Sea Ceptor Enters Royal Navy Service
HMS Argyll Will Become First Ship to Carry New Sea Ceptor Missile Defence System
The Secretary of State for Defence has announced that the new Sea Ceptor missile system has passed firing trials to become operational later this year, deploying first on HMS Argyll on her mission to the Asia pacific region.
Sea Ceptor provides a powerful shield against airborne threats, including hostile combat jets, helicopters and other missiles, and has been developed and manufactured through Ministry of Defence contracts worth around £850m.
Type 23 Frigates Will Carry New Missile System
It will be carried by the Royal Navy’s Type 23 frigates, and has been successfully demonstrated through a trials and test firing campaign that started last year. Most recently, Plymouth-based HMS Montrose became the third ship to test fire the system.

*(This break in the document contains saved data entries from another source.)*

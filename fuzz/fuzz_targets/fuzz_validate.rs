#![no_main]

use game_wire_protocol::config::CodecConfig;
use game_wire_protocol::protocol::codec::{Codec, WireRecord};
use game_wire_protocol::schema::{self, IdChain, InteractionConfig, ItemCategory};
use libfuzzer_sys::fuzz_target;

fuzz_target!(|data: &[u8]| {
    let Ok(registry) = schema::registry() else {
        return;
    };
    let codec = Codec::new(registry, CodecConfig::default());

    for layout in [
        InteractionConfig::layout(),
        ItemCategory::layout(),
        IdChain::layout(),
    ]
    .into_iter()
    .flatten()
    {
        // Validation must accept exactly what decode accepts
        let validation = codec.validate(layout, data, 0);
        let decoded = codec.decode(layout, data, 0);
        assert_eq!(validation.is_ok(), decoded.is_ok());

        if let Ok((record, consumed)) = decoded {
            assert_eq!(validation.consumed_bytes(), Some(consumed));
            // Absent slots and boolean bytes normalize, sizes do not
            let bytes = codec.encode_to_vec(&record).expect("decoded record encodes");
            assert_eq!(bytes.len(), consumed);
            assert!(codec.validate(layout, &bytes, 0).is_ok());
        }
    }
});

Defence Secretary Gavin Williamson said:
Sea Ceptor will protect our nation against the intensifying threats we face today and in the future, giving our ships a powerful shield against everything from supersonic missiles to enemy fighter jets.
Fitting our warships with this ground-breaking technology not only protects our Navy but shows we are world leaders at sea. HMS Argyll will be the first ship to deploy with this cutting-edge system when she heads to support peace and security in the Asia Pacific region later this year.
The announcement, made at the RUSI Sea Power Conference in London this week, follows detailed analysis of data gathered during the first of class firing trials by HMS Argyll made last year. HMS Westminster and HMS Montrose, the second and third ships to be fitted with Sea Ceptor, have since also carried out successful firings.
Sea Ceptor has been designed and manufactured by MBDA and is directly supporting 600 jobs in Bristol, Stevenage and Bolton as part of the Team Complex Weapons partnering agreement between MOD and MBDA.
The first firings of Sea Ceptor were conducted from HMS Argyll at the Hebrides range off the coast of Scotland and saw the system tested against a range of complex scenarios – including engaging multiple targets at once.
Sea Ceptor is a major improvement on the existing Sea Wolf missile system which is being replaced. It offers improved performance against current and projected future threats, the ability to engage multiple targets, and allows the frigates to protect escorted vessels. The system will also be fitted to the Royal Navy’s new Type 26 frigates.
Richard Smart, Director Weapons for the MOD’s procurement organisation Defence Equipment and Support (DE&S), said:
Sea Ceptor’s entry into service with the Royal Navy is a significant milestone, a massive achievement for everyone involved and a proud moment for the team.
It’s really exciting to be delivering a new capability that will form part of the protection for the new aircraft carriers and will help to keep our service personnel and our country safe.
The new Sea Ceptor missiles can travel at a speed of 3 times the speed of sound at a range of over 25km, with a capability demonstrated up to 60km, to strike targets not in direct line of sight. The older Sea Wolf missiles had the same speed but a maximum range of only 10km. The Sea Ceptors can also be fired more rapidly.
Recently, HMS Montrose took part in the third test firing of the system and successfully intercepted a fast-moving drone target. Within seconds of the missile bursting from the ship’s silo, the simulated threat was destroyed.
Commander Conor O’Neill, the Commanding Officer of HMS Montrose, said:
The test firing we carried out represents the successful culmination of a great deal of hard work by many people from Babcock, the Short Range Air Defence team, DE&S, MBDA and the Royal Navy.
I am extremely proud of my ship’s company for their professional attitude which enabled the test firing to go so smoothly. This missile system represents a vastly-improved capability for the Royal Navy, and puts us ahead of the game in being able to defend ourselves and our new aircraft carriers from threat.